The red worm, also known as the bloodworm, has metallic teeth that have long occupied science. However, a study was published in the scientific journal Theme Finally shed light on the main reasons behind this peculiar feature of this animal of the genus Glycera.
Basically, this venomous ferocious worm has four compound copper teeth, which are used for biting prey and fighting competitors. The jaws of the bloodworm are 10% copper crystals and are so hard that one set lasts about five years (which is very little for the age of the species).
The teeth can act as an auxiliary factor, increasing the speed of the poison’s effect on the victim. According to a recent article developed by researchers at the University of California, the secret behind these mineral canines is a protein composed primarily of glycine (an amino acid with antioxidant and immune-modifying properties) and histidine (also an amino acid, with participation in glucogenic and in protein structure).
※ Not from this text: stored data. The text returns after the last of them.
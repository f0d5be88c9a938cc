use std::fmt::Write;

use chrono::Local;

use vgrank_common::SiteRanking;

use crate::stats::RankingStats;

/// Products shown per site before collapsing into a "N more" line.
const PRODUCTS_PER_SITE: usize = 3;

pub fn rank_marker(rank: usize) -> String {
    match rank {
        1 => "🥇".to_string(),
        2 => "🥈".to_string(),
        3 => "🥉".to_string(),
        n => format!("{n}位"),
    }
}

/// `1234567` → `"1,234,567"`.
pub fn group_thousands(n: u64) -> String {
    let digits = n.to_string();
    let mut out = String::with_capacity(digits.len() + digits.len() / 3);
    for (i, c) in digits.chars().enumerate() {
        if i > 0 && (digits.len() - i) % 3 == 0 {
            out.push(',');
        }
        out.push(c);
    }
    out
}

pub fn format_price(price: u64) -> String {
    if price > 0 {
        format!("¥{}", group_thousands(price))
    } else {
        "価格未設定".to_string()
    }
}

/// Text rendering of a ranking snapshot, in the order given.
pub fn render_ranking(rankings: &[SiteRanking], search_query: Option<&str>) -> String {
    let mut out = String::new();

    if rankings.is_empty() {
        match search_query {
            Some(q) => {
                let _ = writeln!(out, "「{q}」の検索結果が見つかりませんでした。");
            }
            None => {
                let _ = writeln!(out, "検索を実行してください。");
            }
        }
        return out;
    }

    let _ = writeln!(out, "VG流通量ランキング");
    if let Some(q) = search_query {
        let _ = writeln!(out, "検索キーワード: 「{q}」");
    }

    for (i, site) in rankings.iter().enumerate() {
        let _ = writeln!(out);
        let _ = writeln!(
            out,
            "{} {}  {}件の商品が見つかりました  ({})",
            rank_marker(i + 1),
            site.site,
            site.product_count,
            site.last_updated
                .with_timezone(&Local)
                .format("%Y/%m/%d %H:%M:%S")
        );
        for product in site.products.iter().take(PRODUCTS_PER_SITE) {
            let stock = if product.availability { "在庫あり" } else { "在庫なし" };
            let _ = writeln!(
                out,
                "    - {}  {}  [{}]  {}",
                product.title,
                format_price(product.price),
                stock,
                product.product_url
            );
        }
        if site.products.len() > PRODUCTS_PER_SITE {
            let _ = writeln!(
                out,
                "    他 {} 件の商品があります",
                site.products.len() - PRODUCTS_PER_SITE
            );
        }
    }
    out
}

pub fn render_stats(stats: &RankingStats) -> String {
    let mut out = String::new();
    if stats.site_count == 0 {
        return out;
    }

    let _ = writeln!(out, "統計情報");
    let _ = writeln!(out, "  総商品数: {}", stats.total_products);
    let _ = writeln!(out, "  検索サイト数: {}", stats.site_count);
    let _ = writeln!(
        out,
        "  平均価格: ¥{}",
        group_thousands(stats.average_price.round() as u64)
    );
    let _ = writeln!(out, "  在庫率: {:.1}%", stats.availability_rate);

    let _ = writeln!(out, "サイト別商品数");
    for share in &stats.sites {
        let _ = writeln!(
            out,
            "  {}  {}件 ({:.1}%)  {}",
            share.site,
            share.product_count,
            share.share_of_total,
            bar(share.share_of_max)
        );
    }

    if !stats.price_summaries.is_empty() {
        let _ = writeln!(out, "価格分布");
        for summary in &stats.price_summaries {
            let _ = writeln!(
                out,
                "  {}  最安値 ¥{} / 平均値 ¥{} / 最高値 ¥{}",
                summary.site,
                group_thousands(summary.min),
                group_thousands(summary.average.round() as u64),
                group_thousands(summary.max)
            );
        }
    }
    out
}

fn bar(percent: f64) -> String {
    let width = (percent / 5.0).round().clamp(0.0, 20.0) as usize;
    "█".repeat(width)
}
The red caterpillar begins with a protein precursor, which collects the copper to concentrate it in a viscous liquid. The copper protein is then used to catalyze the conversion of the amino acid derivative into melanin, a polymer that gives jaw the mechanical properties reminiscent of metals. Through this process, the worm is able to easily manufacture a substance that, if created in a laboratory, would rely on a complex process that involves many different devices, solvents, and temperatures.
“Bloodworms are very bad because they are moody and can be easily provoked. They concluded that when they encounter another worm, they usually fight it off using their brass jaws as weapons.”